As set out by the DarwinAI team, this is a work in progress:
“The hope is that the open access COVID-Net, along with the description on constructing the open source COVIDx dataset, will be leveraged and built upon by both researchers and citizen data scientists alike to accelerate the development of highly accurate yet practical deep learning solutions for detecting COVID-19 cases and accelerate treatment of those who need it the most.”
Trying Out fk-covid
Fk-covid is an open source application for running COVID-Net. The Web-based UI has been tested in Chrome browsers. You can run the backend application on your own laptop or clusters (Linux only please), or you can run it on Amazon EKS or Azure Kubernetes Service.
To run fk-covid yourself on your own hardware, you have two options:
- Download and run the fk-covid application package here
- For developers on GitHub: fork, clone and run fk-covid here (see also this guide)
To run fk-covid on the cloud, you currently have two options:
You should be able to connect to a web UI that looks like the screenshot at the top of this blog post. If any of this doesn’t work please email us at covid@weave.works
The following video shows how can we install and start using the fk-covid application:
What’s Inside fk-covid
Fk-covid is a single system. But under the hood, quite a lot is going on. Let’s take a look:
- The main package runs on our Firekube bundle for Kubernetes
- A simplified version of our portable MLops profile runs Tensorflow / Kubeflow
- COVID-Net is from the DarwinAI team
- A user interface system (“Firekube COVID-Net UI”) is built on Backstage, a UI framework from our friends at Spotify.
- A REST API wrapping around the COVID-Net model and connecting with an S3 compatible object storage, MinIO
- All of these are packaged as a covid-profile, which also runs on EKS using EKSctl, and on Azure Kubernetes Service
This is wired up as shown below.
Limitations
Please note the following before you try out fk-covid.
Medical
This product is not a medical device and does not have an intended medical purpose. Also COVID-Net is not intended as a replacement for the current COVID-19 test process. It is to complement the current process, and to make an alternative accessible to medical staff when the test is not an option.

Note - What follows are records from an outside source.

//! Errors encountered whilst driving the host utilities and the initiator
//! lifecycle.

use std::{path::PathBuf, process::ExitStatus, time::Duration};

use snafu::Snafu;

#[derive(Debug, Snafu)]
#[snafu(visibility(pub(crate)))]
pub enum Error {
    #[snafu(display("failed to spawn {program}: {source}"))]
    CommandSpawn {
        program: String,
        source: std::io::Error,
    },

    #[snafu(display(
        "{program} {args:?} failed with {status}: stdout {stdout}, stderr {stderr}"
    ))]
    CommandFailed {
        program: String,
        args: Vec<String>,
        status: ExitStatus,
        stdout: String,
        stderr: String,
    },

    #[snafu(display("timeout {timeout:?} executing {program} {args:?}"))]
    CommandTimeout {
        program: String,
        args: Vec<String>,
        timeout: Duration,
    },

    #[snafu(display("unexpected {program} output: {reason}"))]
    OutputParse { program: String, reason: String },

    #[snafu(display("failed to decode {program} json output: {source}"))]
    JsonOutput {
        program: String,
        source: serde_json::Error,
    },

    #[snafu(display(
        "cannot find a valid nvme device with subsystem NQN {nqn} and address {traddr}:{trsvcid}"
    ))]
    ValidNvmeDeviceNotFound {
        nqn: String,
        traddr: String,
        trsvcid: String,
    },

    #[snafu(display("subsystem {nqn} controller {controller} is not live, state {state}"))]
    ControllerNotLive {
        nqn: String,
        controller: String,
        state: String,
    },

    #[snafu(display("found empty subsystem NQN after discovering {traddr}:{trsvcid}"))]
    DiscoveryEmpty { traddr: String, trsvcid: String },

    #[snafu(display("found zero or multiple nvme devices for initiator {name}"))]
    DeviceCountMismatch { name: String },

    #[snafu(display("found zero or multiple namespaces for initiator {name}"))]
    NamespaceCountMismatch { name: String },

    #[snafu(display(
        "detected controller {found} does not match the recorded {recorded} for initiator {name}"
    ))]
    ControllerMismatch {
        name: String,
        found: String,
        recorded: String,
    },

    #[snafu(display(
        "namespace {device} is missing from the dependents of endpoint {endpoint} for initiator {name}"
    ))]
    NamespaceMismatch {
        name: String,
        device: String,
        endpoint: String,
    },

    #[snafu(display("initiator {name} already exists in this process"))]
    InitiatorExists { name: String },

    #[snafu(display("empty name or subsystem NQN for initiator creation"))]
    InitiatorParams {},

    #[snafu(display("invalid transport address {traddr}:{trsvcid} for initiator {name}"))]
    InvalidTransportAddress {
        name: String,
        traddr: String,
        trsvcid: String,
    },

    #[snafu(display("no attached namespace device for initiator {name}"))]
    NoBackingDevice { name: String },

    #[snafu(display("found no block device for {path}"))]
    DeviceNotFound { path: String },

    #[snafu(display("failed to validate block device {path:?} creation"))]
    DeviceValidation { path: PathBuf },

    #[snafu(display("timeout {timeout:?} removing {path:?}"))]
    RemoveTimeout { path: PathBuf, timeout: Duration },

    #[snafu(display("failed to {op} {path:?}: {source}"))]
    DeviceIo {
        op: &'static str,
        path: PathBuf,
        source: std::io::Error,
    },

    #[snafu(display("failed to create device node {path:?}: {source}"))]
    Mknod { path: PathBuf, source: nix::Error },

    #[snafu(display("dm device {name} not found"))]
    DmDeviceNotFound { name: String },

    #[snafu(display("failed to open lock file {path:?}: {source}"))]
    LockOpen {
        path: PathBuf,
        source: std::io::Error,
    },

    #[snafu(display("failed to lock {path:?}: {source}"))]
    LockAcquire { path: PathBuf, source: nix::Error },

    #[snafu(display("failed to lock {path:?} within {timeout:?}"))]
    LockTimeout { path: PathBuf, timeout: Duration },

    #[snafu(display(
        "failed to connect initiator {name} within {retries} retries: {source}"
    ))]
    ConnectRetriesExhausted {
        name: String,
        retries: u32,
        #[snafu(source(from(Error, Box::new)))]
        source: Box<Error>,
    },

    #[snafu(display(
        "failed to load device info after starting initiator {name}: {source}"
    ))]
    WaitDevice {
        name: String,
        #[snafu(source(from(Error, Box::new)))]
        source: Box<Error>,
    },

    #[snafu(display("subsystem {nqn} is still connected after {retries} retries"))]
    StillConnected { nqn: String, retries: u32 },

    #[snafu(display("failed to disconnect target for initiator {name}: {source}"))]
    Disconnect {
        name: String,
        #[snafu(source(from(Error, Box::new)))]
        source: Box<Error>,
    },

    #[snafu(display("failed to start nvme initiator {name}: {source}"))]
    StartFailed {
        name: String,
        #[snafu(source(from(Error, Box::new)))]
        source: Box<Error>,
    },
}

impl Error {
    /// True when a dmsetup invocation failed because the device is held
    /// open. Callers decide whether busy is fatal; nobody outside this
    /// module matches on the stderr text.
    pub fn is_dm_device_busy(&self) -> bool {
        match self {
            Error::CommandFailed { stderr, .. } => stderr.contains("Device or resource busy"),
            Error::StartFailed { source, .. } => source.is_dm_device_busy(),
            _ => false,
        }
    }

    /// True when device enumeration found nothing valid for the requested
    /// subsystem NQN and address. This is how "disconnected" is recognized.
    pub fn is_valid_nvme_device_not_found(&self) -> bool {
        match self {
            Error::ValidNvmeDeviceNotFound { .. } => true,
            Error::StartFailed { source, .. } => source.is_valid_nvme_device_not_found(),
            _ => false,
        }
    }
}

#[cfg(test)]
mod tests {
    use super::*;
    use std::os::unix::process::ExitStatusExt;

    #[test]
    fn dm_busy_recognition() {
        let err = Error::CommandFailed {
            program: "dmsetup".into(),
            args: vec!["remove".into(), "vol-1".into()],
            status: ExitStatus::from_raw(256),
            stdout: String::new(),
            stderr: "device-mapper: remove ioctl on vol-1  failed: Device or resource busy"
                .into(),
        };
        assert!(err.is_dm_device_busy());

        let err = Error::CommandFailed {
            program: "dmsetup".into(),
            args: vec!["remove".into(), "vol-1".into()],
            status: ExitStatus::from_raw(256),
            stdout: String::new(),
            stderr: "No such device or address".into(),
        };
        assert!(!err.is_dm_device_busy());
    }

    #[test]
    fn not_found_recognition() {
        let err = Error::ValidNvmeDeviceNotFound {
            nqn: "nqn.2023-01.io.blkbridge:vol-1".into(),
            traddr: "127.0.0.1".into(),
            trsvcid: "4420".into(),
        };
        assert!(err.is_valid_nvme_device_not_found());
        assert!(!err.is_dm_device_busy());
    }
}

According to the project, COVID-Net (and also this tool) is not for self-diagnosis. If you need medical assistance, please consult your general practitioners.
Technical
The interface (UI) is based on Spotify Backstage and works well on most mobile phones but not some iPhones. We have tested it in Chrome. Email us on covid@weave.works with UI issues and reports that we can share with the Backstage team.
As stated above, the backend of fk-covid runs on Linux.
Final Thoughts
We want to say a big thank-you to the Azure and AWS teams for their help with this project.